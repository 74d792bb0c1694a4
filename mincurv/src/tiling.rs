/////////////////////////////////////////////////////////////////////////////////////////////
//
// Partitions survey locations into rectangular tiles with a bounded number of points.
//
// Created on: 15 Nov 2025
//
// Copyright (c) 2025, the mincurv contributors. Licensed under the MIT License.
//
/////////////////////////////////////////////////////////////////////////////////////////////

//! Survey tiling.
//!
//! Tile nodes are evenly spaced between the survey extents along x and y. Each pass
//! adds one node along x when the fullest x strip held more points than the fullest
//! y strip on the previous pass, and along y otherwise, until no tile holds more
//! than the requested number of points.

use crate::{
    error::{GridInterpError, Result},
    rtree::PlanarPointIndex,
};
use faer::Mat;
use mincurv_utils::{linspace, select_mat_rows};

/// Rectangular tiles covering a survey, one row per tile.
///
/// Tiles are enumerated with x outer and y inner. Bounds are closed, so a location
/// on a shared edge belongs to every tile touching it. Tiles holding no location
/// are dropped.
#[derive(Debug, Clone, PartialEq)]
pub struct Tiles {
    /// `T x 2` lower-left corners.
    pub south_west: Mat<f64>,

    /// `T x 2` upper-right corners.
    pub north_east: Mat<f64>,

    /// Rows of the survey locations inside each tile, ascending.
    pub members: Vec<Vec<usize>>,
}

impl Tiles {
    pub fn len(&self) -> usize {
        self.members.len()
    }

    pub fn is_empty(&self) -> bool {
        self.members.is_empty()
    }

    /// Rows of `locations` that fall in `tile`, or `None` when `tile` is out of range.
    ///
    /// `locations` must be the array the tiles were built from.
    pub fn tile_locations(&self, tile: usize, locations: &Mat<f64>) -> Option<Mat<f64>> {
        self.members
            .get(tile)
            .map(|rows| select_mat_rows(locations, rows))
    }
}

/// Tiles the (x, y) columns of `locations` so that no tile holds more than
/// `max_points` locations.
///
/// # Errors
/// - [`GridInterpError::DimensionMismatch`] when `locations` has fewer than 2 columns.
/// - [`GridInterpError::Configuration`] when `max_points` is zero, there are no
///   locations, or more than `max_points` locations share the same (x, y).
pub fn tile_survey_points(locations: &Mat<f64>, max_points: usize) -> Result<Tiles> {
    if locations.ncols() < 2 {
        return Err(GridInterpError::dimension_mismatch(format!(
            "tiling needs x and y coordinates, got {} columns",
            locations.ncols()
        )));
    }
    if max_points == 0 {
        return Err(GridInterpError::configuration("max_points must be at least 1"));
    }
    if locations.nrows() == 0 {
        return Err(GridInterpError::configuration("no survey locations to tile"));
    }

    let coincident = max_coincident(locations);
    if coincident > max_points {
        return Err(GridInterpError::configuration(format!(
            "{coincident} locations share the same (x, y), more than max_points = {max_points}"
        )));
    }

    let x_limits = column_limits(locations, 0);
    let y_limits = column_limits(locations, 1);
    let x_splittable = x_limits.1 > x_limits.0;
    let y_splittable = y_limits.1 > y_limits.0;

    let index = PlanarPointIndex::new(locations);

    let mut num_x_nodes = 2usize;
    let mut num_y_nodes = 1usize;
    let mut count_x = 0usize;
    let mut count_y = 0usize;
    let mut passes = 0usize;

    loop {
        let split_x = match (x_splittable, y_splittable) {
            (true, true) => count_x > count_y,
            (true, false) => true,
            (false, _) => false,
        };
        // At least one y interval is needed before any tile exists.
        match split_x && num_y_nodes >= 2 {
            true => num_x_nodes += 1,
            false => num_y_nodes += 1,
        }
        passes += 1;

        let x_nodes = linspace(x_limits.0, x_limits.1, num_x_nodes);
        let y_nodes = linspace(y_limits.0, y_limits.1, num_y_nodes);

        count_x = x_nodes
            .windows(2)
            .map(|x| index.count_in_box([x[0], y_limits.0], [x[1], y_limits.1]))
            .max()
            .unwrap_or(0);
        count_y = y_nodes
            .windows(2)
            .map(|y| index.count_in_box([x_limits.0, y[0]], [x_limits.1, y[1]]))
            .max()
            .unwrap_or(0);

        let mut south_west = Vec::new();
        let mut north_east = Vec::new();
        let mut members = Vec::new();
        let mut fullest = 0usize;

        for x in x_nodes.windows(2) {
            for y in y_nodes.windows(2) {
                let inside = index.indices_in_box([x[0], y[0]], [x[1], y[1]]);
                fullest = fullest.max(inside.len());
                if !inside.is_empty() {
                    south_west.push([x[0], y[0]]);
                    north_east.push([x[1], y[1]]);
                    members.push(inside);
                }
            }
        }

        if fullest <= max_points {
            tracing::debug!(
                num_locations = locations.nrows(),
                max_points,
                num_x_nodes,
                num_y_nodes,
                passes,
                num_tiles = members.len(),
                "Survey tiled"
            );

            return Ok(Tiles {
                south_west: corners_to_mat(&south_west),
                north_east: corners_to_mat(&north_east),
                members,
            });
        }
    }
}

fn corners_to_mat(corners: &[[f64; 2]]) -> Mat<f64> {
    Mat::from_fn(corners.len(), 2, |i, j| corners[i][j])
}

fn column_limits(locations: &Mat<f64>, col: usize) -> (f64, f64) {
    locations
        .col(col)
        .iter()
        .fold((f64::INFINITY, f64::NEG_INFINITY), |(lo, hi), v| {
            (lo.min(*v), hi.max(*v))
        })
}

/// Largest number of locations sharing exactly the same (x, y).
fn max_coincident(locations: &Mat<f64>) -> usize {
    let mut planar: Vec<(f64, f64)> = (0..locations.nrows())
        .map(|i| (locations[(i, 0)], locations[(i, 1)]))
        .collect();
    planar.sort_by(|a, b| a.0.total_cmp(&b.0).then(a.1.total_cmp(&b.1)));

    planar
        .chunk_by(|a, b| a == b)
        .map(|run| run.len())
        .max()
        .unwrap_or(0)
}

######

## Prompt
Go through the material above, and wherever a line holds the word "fullest", copy it.

## Result for this task
//! adds one node along x when the fullest x strip held more points than the fullest
        let mut fullest = 0usize;
                fullest = fullest.max(inside.len());
        if fullest <= max_points {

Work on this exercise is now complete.